(courtesy NORML Foundation, http://www.norml.org)
Washington, DC: Drug Enforcement Administration (DEA) officials recently gave final approval for three state-sponsored patient trials on the therapeutic potential of smoked marijuana. The decision reverses a nearly two decade federal de facto prohibition on medical marijuana research.
All three patient trials will take place at the University of California's Center for Medicinal Cannabis Research (CMCR), headquartered at the Universities of California at San Diego (UCSD) and San Francisco (UCSF).
One study will examine the safety and efficacy of smoked marijuana versus placebo for the alleviation of peripheral nerve pain associated with HIV infection. Another will examine the efficacy of inhaled marijuana versus placebo for the treatment of muscle spasticity in Multiple Sclerosis patients.
A sub-study of the latter cohort will also examine the impact of marijuana on psychomotor skills using driving simulator assessments. Each study will use federally supplied marijuana from the National Institute on Drug Abuse (NIDA).
Patient recruitment for the trials is expected to begin early next year. Patients interested in participating in the studies should visit the CMCR website at http://www.cmcr.ucsd.edu/partinfo/ for more information.
The CMCR, established in August 2000 and funded by the state of California, supports and coordinates research assessing the use of cannabis as a medicine.
Last February, the Center's independent Scientific Review Board approved four medi-pot clinical trials.
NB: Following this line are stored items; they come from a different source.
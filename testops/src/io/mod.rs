//! Side-effecting helpers: filesystem probes, child processes, config, git.

pub mod classifier;
pub mod config;
pub mod git;
pub mod patch;
pub mod process;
After more than nine months of review, federal regulatory agencies and the DEA have finally signed off on three of the trials.
The fourth -- a proposed inpatient study on the effectiveness of smoked marijuana on HIV-related neuropathy by noted UCSF AIDS researcher Dr. Donald Abrams -- still awaits final approval from the DEA, though a CMCR spokeswoman said that they expect authorization for that study within a matter of weeks.
Abrams has been attempting to gain federal permission to conduct such a study for more than five years. A previous study by Abrams found that smoked marijuana does not disrupt the effectiveness of anti-retroviral drugs in HIV patients. Subjects who smoked marijuana in the study were also found to have gained significantly more weight on average than those receiving placebo, and had slightly lower viral levels.
Presently, seven additional FDA and NIDA-approved medical marijuana studies -- including three on cannabis and analgesia -- are also awaiting approval from the DEA. It remains uncertain if and when the DEA will approve the research, without which none of the clinical trials may move forward. Of the recently approved protocols, all three received FDA and NIDA authorization to proceed several months before the DEA finally endorsed them.